Bottom Line: The eventual source of all cop thrillers.

Directed by: Peter Yates
Starring: Don Gordon, Ed Peck, Ed Renella, Georg Stanford Brown, Jacqueline Bisset, Norman Fell, Robert Duvall, Robert Vaughn, Simon Oakland, Steve McQueen, Victor Tayback

Dirty Harry. Die Hard. Speed. Heat. L.A. Confidential. The Departed. Rampart. All ye fans, gather, read, unite. This is your call to action. Bullitt is the godfather of the cop thriller. I mean that in the most literal sense: When filmmakers within the next half a century make plans to create a police thriller of their own, and all of the seven films named above from 1971 to 2012 seem a bit routine to innovate from, they will, without a doubt, turn to Bullitt. The problem is, filmmakers will never know they are doing so, because of how vastly the film surrounds the cop thriller in less than two hours. Moreover, we remember it, but not nearly enough. Detective Lieutenant John McClane, Inspector “Dirty Harry” Callahan, Lieutenant Frank Bullitt. Two of those three protagonists were heavily influenced by the other, and the same two, we jump to recognizing far more easily. I rest my case.

Bullitt is a slick, stylish thriller. Supported by a jazz-fueled score composed by Lalo “Mission: Impossible” Schifrin, and immaculate concentration on cinematography, the film works with much suspense, forty-four years later. It’s also made up of an unusually intellectual foreground. We can admit to the ideal cop thriller having a certain style, but rarely is one realistic, let alone comprehensible. The screenplay, an adaptation of Mute Witness by Robert L. Fish (under the fictitious surname Pike), is so natural, we barely realize how commonly the story itself has appeared nowadays: a cop–Lieutenant Frank Bullitt (Steve McQueen)–is focused on protecting a witness with important information, when all of a sudden the witness is murdered and his scopes shift toward searching for the killer. And let’s suppose Bullitt isn’t an inspiration to the countless novels, short stories, television shows, films, etc. that exhibit similar plots. It still does pretty damn well at bringing more excitement each minute. The climactic scene is only forgettable under the attainment of Alzheimer’s disease. Not until Casino Royale was produced almost four decades later did a chase scene even come within sight of the stupendously featured sequence here. You could argue that since Casino Royale‘s chase is a rather free running parkour all over Madagascar, and Bullitt‘s is a high-octane automobile dash through the streets of San Francisco, the two don’t even belong in the same league. After a few of the film’s more dramatic scenes, the ending is reached. Only then is the suspense brought to its more than satisfying pinnacle. Let’s place it up among the “baptismal shootings” in The Godfather, the “awards ceremony” in Star Wars, and the “missing Shape” in Halloween, as one of the greatest endings ever made. The only ways in which this ending differs from those are that it’s far more subdued, and–somehow!–filmmakers haven’t mistaken it as a notion to produce followups or remakes. It’s the kind of film that requires just an egg timer to record how quickly its legacy will disappear with the production of such unnecessary continuations.
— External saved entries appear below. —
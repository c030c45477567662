//! Panel orchestrator
//!
//! Single owner of everything the panel shows: both registries, the settings,
//! the tool dialog state and the sync engine. Flows that touch more than one
//! of them (deleting the tool being edited, pinning the host's current preset
//! under the active tool) live here so their invariants hold in one place.

use crate::error::{PanelError, Result};
use crate::favorites::{Activation, FavoriteCandidate, FavoriteEntry, FavoritesRegistry};
use crate::host::HostAdapter;
use crate::settings::{self, DisplaySettings, LanguageSetting, ViewMode};
use crate::store::PreferenceStore;
use crate::sync::PropertySyncEngine;
use crate::tools::{ToolKind, ToolRegistry, ToolShortcut};

/// Open dialogs of the tool toolbar
#[derive(Debug, Clone, Default, PartialEq, Eq)]
pub struct ToolDialogs {
    pub library_open: bool,
    /// Shortcut whose edit dialog is open
    pub editing: Option<String>,
    /// Shortcut awaiting delete confirmation
    pub deleting: Option<String>,
}

pub struct Panel<S: PreferenceStore, H: HostAdapter> {
    store: S,
    tools: ToolRegistry<S>,
    favorites: FavoritesRegistry<S>,
    display: DisplaySettings,
    view_mode: ViewMode,
    language: LanguageSetting,
    dialogs: ToolDialogs,
    engine: PropertySyncEngine<H>,
}

impl<S: PreferenceStore, H: HostAdapter> Panel<S, H> {
    pub fn new(store: S, engine: PropertySyncEngine<H>) -> Self {
        Self {
            tools: ToolRegistry::load(store.clone()),
            favorites: FavoritesRegistry::load(store.clone()),
            display: DisplaySettings::load(&store),
            view_mode: ViewMode::load(&store),
            language: LanguageSetting::load(&store),
            dialogs: ToolDialogs::default(),
            store,
            engine,
        }
    }

    pub fn tools(&self) -> &[ToolShortcut] {
        self.tools.tools()
    }

    pub fn favorites(&self) -> &FavoritesRegistry<S> {
        &self.favorites
    }

    /// Favorites of the active tool, in master-list order
    pub fn visible_favorites(&self) -> Vec<&FavoriteEntry> {
        self.favorites.filter_by_tool(&self.engine.active_tool())
    }

    pub fn display_settings(&self) -> DisplaySettings {
        self.display
    }

    pub fn view_mode(&self) -> ViewMode {
        self.view_mode
    }

    pub fn language(&self) -> &LanguageSetting {
        &self.language
    }

    pub fn dialogs(&self) -> &ToolDialogs {
        &self.dialogs
    }

    pub fn engine(&self) -> &PropertySyncEngine<H> {
        &self.engine
    }

    pub fn active_tool(&self) -> String {
        self.engine.active_tool()
    }

    // Tool toolbar

    pub fn open_library(&mut self) {
        self.dialogs.library_open = true;
    }

    pub fn close_library(&mut self) {
        self.dialogs.library_open = false;
    }

    /// Add a shortcut from the library and open its edit dialog
    pub fn add_tool_from_library(&mut self, kind: ToolKind) -> ToolShortcut {
        let tool = self.tools.add(kind, None);
        self.dialogs.library_open = false;
        self.dialogs.editing = Some(tool.id.clone());
        tool
    }

    pub fn begin_edit(&mut self, id: &str) -> Result<()> {
        if self.tools.get(id).is_none() {
            return Err(PanelError::UnknownTool(id.to_string()));
        }
        self.dialogs.editing = Some(id.to_string());
        Ok(())
    }

    /// Apply the edit dialog and close it
    pub fn save_edit(&mut self, name: &str, color: Option<&str>) -> Result<()> {
        let Some(id) = self.dialogs.editing.take() else {
            return Ok(());
        };
        if self.tools.edit(&id, name, color) {
            Ok(())
        } else {
            Err(PanelError::UnknownTool(id))
        }
    }

    pub fn cancel_edit(&mut self) {
        self.dialogs.editing = None;
    }

    /// Ask for confirmation before deleting `id`
    pub fn request_delete(&mut self, id: &str) -> Result<&ToolShortcut> {
        let Some(tool) = self.tools.request_delete(id) else {
            return Err(PanelError::UnknownTool(id.to_string()));
        };
        self.dialogs.deleting = Some(id.to_string());
        Ok(tool)
    }

    /// Dismiss the confirmation; an open edit dialog stays open
    pub fn cancel_delete(&mut self) {
        self.dialogs.deleting = None;
    }

    /// Delete the shortcut awaiting confirmation
    ///
    /// Closes its edit dialog too, if that is open.
    pub fn confirm_delete(&mut self) -> bool {
        let Some(id) = self.dialogs.deleting.take() else {
            return false;
        };
        if self.dialogs.editing.as_deref() == Some(id.as_str()) {
            self.dialogs.editing = None;
        }
        self.tools.remove(&id)
    }

    pub fn reorder_tools(&mut self, dragged: &str, target: &str) -> bool {
        self.tools.reorder_by_id(dragged, target)
    }

    /// Make `id` the active shortcut and switch the host tool
    ///
    /// A failed host call is logged; the panel still switches.
    pub async fn select_tool(&mut self, id: &str) -> Result<()> {
        let kind = self
            .tools
            .get(id)
            .map(|tool| tool.kind)
            .ok_or_else(|| PanelError::UnknownTool(id.to_string()))?;

        self.engine.set_active_tool(id);
        if let Err(e) = self.engine.host().select_tool_kind(kind).await {
            tracing::warn!("[Tools] Host did not switch to {}: {}", kind, e);
        }
        Ok(())
    }

    // Favorites

    /// Pin the preset currently selected in the host under the active tool
    pub async fn add_favorite(
        &mut self,
        name: Option<&str>,
        icon_key: Option<&str>,
        color: Option<&str>,
    ) -> Result<FavoriteEntry> {
        let preset = self
            .engine
            .current_preset()
            .await
            .ok_or(PanelError::NoPresetSelected)?;

        let name = name
            .map(str::trim)
            .filter(|name| !name.is_empty())
            .unwrap_or(preset.name.as_str())
            .to_string();
        let candidate = FavoriteCandidate {
            name,
            kind: preset.kind,
            tool_id: self.engine.active_tool(),
        };
        Ok(self.favorites.add(candidate, icon_key, color))
    }

    pub fn remove_favorite(&mut self, id: &str) -> Result<()> {
        if self.favorites.remove(id) {
            Ok(())
        } else {
            Err(PanelError::UnknownFavorite(id.to_string()))
        }
    }

    pub fn begin_swap(&mut self, id: &str) -> Result<()> {
        if self.favorites.begin_swap(id) {
            Ok(())
        } else {
            Err(PanelError::UnknownFavorite(id.to_string()))
        }
    }

    /// Click on a favorite: finish a pending swap or select its preset
    pub async fn activate_favorite(&mut self, id: &str) -> Result<Activation> {
        let activation = self.favorites.activate(id);
        match &activation {
            Activation::Select(preset) => {
                if let Err(e) = self.engine.host().select_preset_by_name(preset).await {
                    tracing::warn!("[Favorites] Host could not select `{}`: {}", preset.name, e);
                }
            }
            Activation::Unknown => return Err(PanelError::UnknownFavorite(id.to_string())),
            Activation::SwapCancelled | Activation::Swapped => {}
        }
        Ok(activation)
    }

    /// Drag within the grid of the active tool
    pub fn reorder_favorites(&mut self, from: usize, to: usize) -> bool {
        let tool_id = self.engine.active_tool();
        self.favorites.reorder_in_view(&tool_id, from, to)
    }

    // Settings

    pub fn toggle_view_mode(&mut self) -> ViewMode {
        self.set_view_mode(self.view_mode.toggled());
        self.view_mode
    }

    pub fn set_view_mode(&mut self, mode: ViewMode) {
        self.view_mode = mode;
        mode.save(&self.store);
    }

    pub fn set_display_settings(&mut self, display: DisplaySettings) {
        self.display = display;
        display.save(&self.store);
    }

    pub fn set_language(&mut self, language: LanguageSetting) {
        language.save(&self.store);
        self.language = language;
    }

    pub fn export_config(&self) -> Result<String> {
        settings::export_config(&self.store, &self.display)
    }

    /// Import a document and reload everything from the store
    pub fn import_config(&mut self, document: &str) -> Result<()> {
        settings::import_config(&self.store, document)?;
        self.reload();
        Ok(())
    }

    pub fn reset(&mut self) -> Result<()> {
        settings::reset_to_defaults(&self.store)?;
        self.reload();
        Ok(())
    }

    fn reload(&mut self) {
        self.tools = ToolRegistry::load(self.store.clone());
        self.favorites = FavoritesRegistry::load(self.store.clone());
        self.display = DisplaySettings::load(&self.store);
        self.view_mode = ViewMode::load(&self.store);
        self.language = LanguageSetting::load(&self.store);
        self.dialogs = ToolDialogs::default();
    }
}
Bullitt presents the cop thriller the same way Gone with the Wind and Casablanca presented the romantic drama. There is that slight possibility in mind that maybe it didn’t single-handedly found a genre we all recognize today, but when we try to “investigate” (no pun intended) further into the past, the results either aren’t likely to have ever bestowed any influence, or they merely aren’t there. Why this should ever be one of the most overlooked classics to date, is beyond me.